A Warning to Pastors and Others Who Lead

[Dateline: October 15, 1950]

I’m reading a military history book. It was a national bestseller when Penguin Random House published it in 2018. Hampton Sides, the author, tells the epic story of “Chosin Reservoir—the Greatest Battle of the Korean War”. ON DESPERATE GROUND is a compelling read. This morning, I was in chapter 7 which recounts a secret meeting (at the time) between President Truman and General Douglas MacArthur on Wake Island. The President having requested the meeting, the two men had flown there to meet for the very first time. MacArthur arrived from Tokyo, Japan; the President arrived from Washington DC, after a 7,000 mile, multiple refuelings and days of travel.

They were going to discuss essentially one thing, what would China do if US and UN forces continued to press their recent advantage and drew closer to the Yalu River, the border between North Korea and China? 

MacArthur was a titan. A powerful, decisive, bold and commanding presence, he seemed to fill every room he entered. In every situation, he seemed to be the magnet for every eye and his words were the source of every ears memory. His accomplishments and his hubris were both legendary. He knew it. He knew everyone in every room knew it and that was his and the nation’s danger. His personal power and force of will, his sense of drama and command of the moment made him the unquestioned authority among his peers and the men he led. His confidence was his achilles heel. He was surrounded by adorers. Men delighted in pleasing him. NO ONE wanted to disagree with him. One of his biographers called him “the American Caesar”[1]. What he wanted, he almost always got. What he didn’t want, almost no one would venture.

So when he met with President Truman, MacArthur believed his own press clippings. He was sure that his assessment of China and the Korean War situation at the time was right and that he had a plan to win the war quickly. Truman was concerned. But MacArthur persuaded him. The force of his personal charisma and eloquence of his diction coupled with the confidence of his presentation convinced the President to give him an almost completely free hand. It was a mistake.

The section that produced this post is from pages 60-61:

MacArthur brushed away Truman’s question just as he had in private. “We are no longer fearful of their [the Chinese] intervention,” he replied, “The Chinese have 300,000 men in Manchuria. Only fifty to sixty thousand could be gotten across the Yalu River. China has no air umbrella. There would be the greatest slaughter.” The Yalu, he suggested, would run red with Chinese blood.
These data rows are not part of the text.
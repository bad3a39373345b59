//! `linkswitch health`: query a running instance.
//!
//! Sends `GET /health` and prints the config, directory and switch
//! counters, or the raw JSON with `--json`.

use std::time::Duration;

use bytes::Bytes;
use http_body_util::{BodyExt, Full};

use crate::cli::HealthArgs;
use crate::error::LinkSwitchError;
use crate::health::HealthResponse;
use crate::server::build_http_client;

const CHECK_TIMEOUT: Duration = Duration::from_secs(10);

fn request_err(e: impl Into<Box<dyn std::error::Error + Send + Sync>>) -> LinkSwitchError {
    LinkSwitchError::HttpRequest { source: e.into() }
}

pub async fn execute(args: HealthArgs) -> Result<(), LinkSwitchError> {
    let url = format!("{}/health", args.url.trim_end_matches('/'));
    let uri: hyper::Uri = url
        .parse()
        .map_err(|e: hyper::http::uri::InvalidUri| LinkSwitchError::UriParse {
            source: Box::new(e),
        })?;

    // Same rustls client the server uses, so https:// instances work too.
    let client = build_http_client();
    let req = hyper::Request::builder()
        .uri(uri)
        .body(Full::new(Bytes::new()))
        .map_err(request_err)?;

    let response = tokio::time::timeout(CHECK_TIMEOUT, client.request(req))
        .await
        .map_err(|_| request_err("health check timed out after 10s"))?
        .map_err(request_err)?;

    let status = response.status();
    if !status.is_success() {
        return Err(LinkSwitchError::HealthCheckFailed(status));
    }

    let body = response
        .into_body()
        .collect()
        .await
        .map_err(request_err)?
        .to_bytes();

    if args.json {
        println!("{}", String::from_utf8_lossy(&body));
        return Ok(());
    }

    match serde_json::from_slice::<HealthResponse>(&body) {
        Ok(health) => print_report(&args.url, &health),
        Err(e) => {
            eprintln!("Failed to parse health response: {e}");
            println!("{}", String::from_utf8_lossy(&body));
        }
    }
    Ok(())
}

fn print_report(url: &str, health: &HealthResponse) {
    println!("\u{2713} linkswitch is healthy ({url})");
    println!("  version:        {}", health.version);
    println!("  uptime:         {}", format_uptime(health.uptime_seconds));
    println!(
        "  config:         {} {} (loaded {}s ago)",
        health.config.source, health.config.version, health.config.loaded_ago_seconds
    );
    println!(
        "  controller:     {} modes, {} steps",
        health.config.modes, health.config.steps
    );

    let dir = &health.directory;
    if dir.loaded {
        let origin = dir.origin.as_deref().unwrap_or("unknown");
        let age = dir
            .installed_ago_seconds
            .map_or_else(String::new, |s| format!(", {} ago", format_uptime(s)));
        println!("  directory:      {} reflectors (from {origin}{age})", dir.records);
    } else {
        println!("  directory:      not loaded, YSF switching unavailable");
    }

    let stats = &health.stats;
    println!(
        "  switches:       {} succeeded, {} failed, {} rejected busy",
        stats.switches_succeeded, stats.switches_failed, stats.switches_rejected_busy
    );
    println!("  invalid:        {} requests", stats.requests_invalid);
    println!(
        "  refreshes:      {} ok, {} failed",
        stats.directory_refreshes, stats.directory_failures
    );
}

fn format_uptime(seconds: u64) -> String {
    let hours = seconds / 3600;
    let minutes = (seconds % 3600) / 60;
    let secs = seconds % 60;
    if hours > 0 {
        format!("{hours}h {minutes}m {secs}s")
    } else if minutes > 0 {
        format!("{minutes}m {secs}s")
    } else {
        format!("{secs}s")
    }
}
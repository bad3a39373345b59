//! Crate-level error types for linkswitch.
//!
//! Defines [`LinkSwitchError`] (the error returned by subcommands and
//! startup paths) and [`ConfigIssue`] for config validation failures.
//! Domain errors live next to the code that raises them:
//! [`IngestError`](crate::directory::IngestError),
//! [`ValidationError`](crate::link::request::ValidationError),
//! [`SwitchError`](crate::link::orchestrator::SwitchError) and
//! [`ExecError`](crate::link::executor::ExecError).

use std::path::PathBuf;

use crate::directory::IngestError;

#[derive(Debug, Clone)]
pub struct ConfigIssue {
    pub section: String,
    pub field: String,
    pub message: String,
    pub suggestion: Option<String>,
}

impl std::fmt::Display for ConfigIssue {
    fn fmt(&self, f: &mut std::fmt::Formatter<'_>) -> std::fmt::Result {
        write!(f, "  {}: {}: {}", self.section, self.field, self.message)?;
        if let Some(ref suggestion) = self.suggestion {
            write!(f, " ({suggestion})")?;
        }
        Ok(())
    }
}

impl std::error::Error for ConfigIssue {}

fn format_issues(issues: &[ConfigIssue]) -> String {
    use std::fmt::Write;
    let mut buf = String::new();
    for (i, e) in issues.iter().enumerate() {
        if i > 0 {
            buf.push('\n');
        }
        // write! to String is infallible (only fails on OOM which is unrecoverable)
        let _ = write!(buf, "{e}");
    }
    buf
}

#[derive(Debug, thiserror::Error)]
#[non_exhaustive]
pub enum LinkSwitchError {
    #[error("No config source found.\n\n  {hint}")]
    NoConfigSource { hint: String },

    #[error("Config file not found: {}", path.display())]
    ConfigFileNotFound { path: PathBuf },

    #[error("Config parse error in {path}:\n  {source}")]
    ConfigParse {
        path: String,
        #[source]
        source: Box<dyn std::error::Error + Send + Sync>,
    },

    #[error("Config validation failed:\n{}", format_issues(.issues))]
    ConfigValidation { issues: Vec<ConfigIssue> },

    #[error("Unsupported config format: '{0}'")]
    UnsupportedFormat(String),

    #[error("Invalid address: {0}")]
    AddressParse(#[from] std::net::AddrParseError),

    #[error("Invalid URI: {source}")]
    UriParse {
        #[source]
        source: Box<dyn std::error::Error + Send + Sync>,
    },

    #[error("HTTP request failed: {source}")]
    HttpRequest {
        #[source]
        source: Box<dyn std::error::Error + Send + Sync>,
    },

    #[error("File already exists: {}", path.display())]
    FileExists { path: PathBuf },

    #[error("{0}")]
    Io(#[from] std::io::Error),

    #[error("Health check failed with status {0}")]
    HealthCheckFailed(hyper::StatusCode),

    #[error("Directory refresh failed: {0}")]
    Ingest(#[from] IngestError),
}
        Astonishingly, neither Truman nor anyone else at the table had a follow-up question to this. Everyone present appeared to agree with MacArthur’s analysis. They seemed not to have the slightest concern about the Chinese—or if they did, they didn’t raise it. They were dazzled and dazed. The rapture over the war’s imminent end, and magnetic force of MacArthur’s delivery, had blunted their thinking.

        MacArthur, wreathed in tobacco smoke, nibbled on his pipestem. “He was the most persuasive fellow I ever heard.” said one Truman aide. MacArthur’s sanguine view was the one Truman and his men wanted to believe. With victory so close, all other scenarios were inconvenient distractions. A critical moment passed them by—and a fraught and nettlesome question on which many lives might depend was put to rest. 

The decision to move forward with MacArthur’s overly aggressive tactics would eventually prove disastrous and is the subject of ON DESPERATE GROUND. But it is also a warning to we who lead churches and others in the spiritual battle for the souls of men.

It is dangerous to have powers of persuasion that are not ruled
by either humility or the Holy Spirit of God.

We are men of peace, “not pugnacious” (Titus 1:7). 

We serve the Prince of Peace. (Isaiah 9:6)

The irony is that we are engaged in a spiritual war that will not relent until the prince of peace returns as a warrior King dispensing justice that makes human striving cease.  (cf. Matthew 16:18; Ephesians 6:10-17; 1 Peter 5:8)

And we are persuaders of men. Called by God to persuade men and women of the “faith once delivered” (Jude 1:3) Many of you are extraordinarily gifted in this task. God has used you in mighty ways. Your “accomplishments” in ministry are many. Your reputation is weighty. Your staffs and congregations often hang on every word you say.

Be warned.

It is dangerous to have powers of persuasion that are not ruled
by either humility or the Holy Spirit of God.

Better still to have both–humility and the guidance of the Holy Spirit.

Submit yourself to God.
Don’t surround yourself with yes men.
Listen to the counsel of others.
Depend on the Holy Spirit.
Let godly men and women “interrogate your reality.”


[1] William Manchester, The American Caesar: 1880-1964 Douglas MacArthur, (Little Brown Company, 1978, 2012).